Specifically, the current five-member Covington Board of Commissioners voted on Tuesday to establish several key measures related to the new government’s legislative structure and the compensation of elected officials.
The ordinance came out of recommendations from the city government’s committee on government transition, which Covington’s Director of External Affairs, Sebastian Torres, presented to the commission early this month, which themselves came following a period of public comment.

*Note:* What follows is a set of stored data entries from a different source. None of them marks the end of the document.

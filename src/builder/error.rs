//! Build errors for the state machine builder.

use crate::config::ConfigError;
use crate::hierarchy::HierarchyError;
use thiserror::Error;

/// Errors that can occur when building a state machine.
#[derive(Debug, Error)]
pub enum BuildError {
    #[error("Initial state not specified. Call .initial(state) before .build()")]
    MissingInitialState,

    #[error(transparent)]
    Config(#[from] ConfigError),

    #[error("Invalid state hierarchy: {0}")]
    Hierarchy(#[from] HierarchyError),
}
//! Character Controller
//!
//! This example drives a game character through a hierarchical state machine.
//!
//! Key concepts:
//! - Substates (Walk and Run live under Move)
//! - Payload-typed transition tables (key presses as `char`)
//! - Falling back to the parent state's table
//! - Excite without leaving the current state
//! - Subscribing to completed transitions
//!
//! Run with: cargo run --example character_controller

use statetree::core::{Resolution, TriggerKind};
use statetree::{state_enum, CallbackError, StateMachineBuilder};

state_enum! {
    enum Stance {
        Idle,
        Move,
        Walk,
        Run,
        Air,
        Jump,
    }
}

#[tokio::main]
async fn main() -> Result<(), Box<dyn std::error::Error>> {
    println!("=== Character Controller ===\n");

    let machine = StateMachineBuilder::new()
        .initial(Stance::Idle)
        .name("character")
        .substates(Stance::Move, [Stance::Walk, Stance::Run])
        .substate(Stance::Jump, Stance::Air)
        .build()?;

    for state in Stance::ALL.iter().copied() {
        let config = machine.configure(state)?;
        config.on_entry(move || {
            println!("  enter {state}");
            std::future::ready(Ok(()))
        });
        config.on_exit(move || {
            println!("  exit  {state}");
            std::future::ready(Ok(()))
        });
    }
    machine.configure(Stance::Move)?.on_excite(|| {
        println!("  footstep sound");
        std::future::ready(Ok(()))
    });
    machine.configure(Stance::Jump)?.on_entry(|| async {
        tokio::time::sleep(std::time::Duration::from_millis(10)).await;
        Ok::<(), CallbackError>(())
    });

    machine
        .table_for::<char>(Stance::Idle)?
        .register_static('w', Stance::Walk, TriggerKind::Transition)?;
    let walk = machine.table_for::<char>(Stance::Walk)?;
    walk.register_static('r', Stance::Run, TriggerKind::Transition)?;
    walk.register_static('f', Stance::Move, TriggerKind::Excite)?;
    machine
        .table_for::<char>(Stance::Run)?
        .register_static('w', Stance::Walk, TriggerKind::Transition)?;
    // Any stance under Move can jump or stop.
    machine
        .table_for::<char>(Stance::Move)?
        .register_dynamic(|key| match *key {
            ' ' => Resolution::Transition(Stance::Jump),
            's' => Resolution::Transition(Stance::Idle),
            _ => Resolution::Ignore,
        });
    machine
        .table_for::<char>(Stance::Jump)?
        .register_static('l', Stance::Idle, TriggerKind::Transition)?;

    let mut transitions = machine.subscribe();
    let observer = tokio::spawn(async move {
        let mut seen = 0;
        while let Some(record) = transitions.next_transition().await {
            seen += 1;
            println!("  [{}] {} -> {} ({})", seen, record.from, record.to, record.kind);
        }
        seen
    });

    for key in ['w', 'f', 'r', 'x', ' ', 'l'] {
        println!("\nkey {key:?} in {}:", machine.current_state());
        match machine.dispatch(key).await? {
            Some(_) => println!("  now {}", machine.current_state()),
            None => println!("  ignored"),
        }
    }

    println!("\nPath taken: {:?}", machine.history().get_path());

    machine.dispose().await?;
    let seen = observer.await?;
    println!("Observer saw {seen} transitions");

    println!("\n=== Example Complete ===");
    Ok(())
}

The ordinance passed on Tuesday, the full text of which you can read here, establishes the following:
- Six council seats
- Non-partisan elections
- Primary elections for council seats, if 13 or more candidates run
- At-large council representation, meaning seats would represent the city as a whole, rather than particular districts or wards
- City-issued laptops and phones for council members and members
- A vehicle or a transport stipend, plus healthcare benefits and a retirement plan for mayors
- An annual council member’s salary of $17,787.15 without retirement and healthcare benefits
- An annual mayor’s salary being the maximum allowed by state law, which is currently $95,335.76
Recommendation documents from the committee state that council member and mayoral salary recommendations were based on the salaries of similarly sized cities. Torres called these cities “peer cities.”
Specifically, Torres said, the peer cities were Independence and Erlanger due to their proximity to Covington, as well as Florence, Georgetown, Elizabethtown and Hopkinsville, as these cities were the largest cities in the commonwealth that used the mayor-council form.
Besides the proposed changes in compensation levels, what’s notable is that new council members will not receive healthcare and retirement benefits, even though they do under the current form. Healthcare costs for the current commissioners, including the mayor, run the city about $74,000 a year.
No discussion of the ordinance took place at Tuesday’s meeting. The vote to pass the ordinance was unanimous.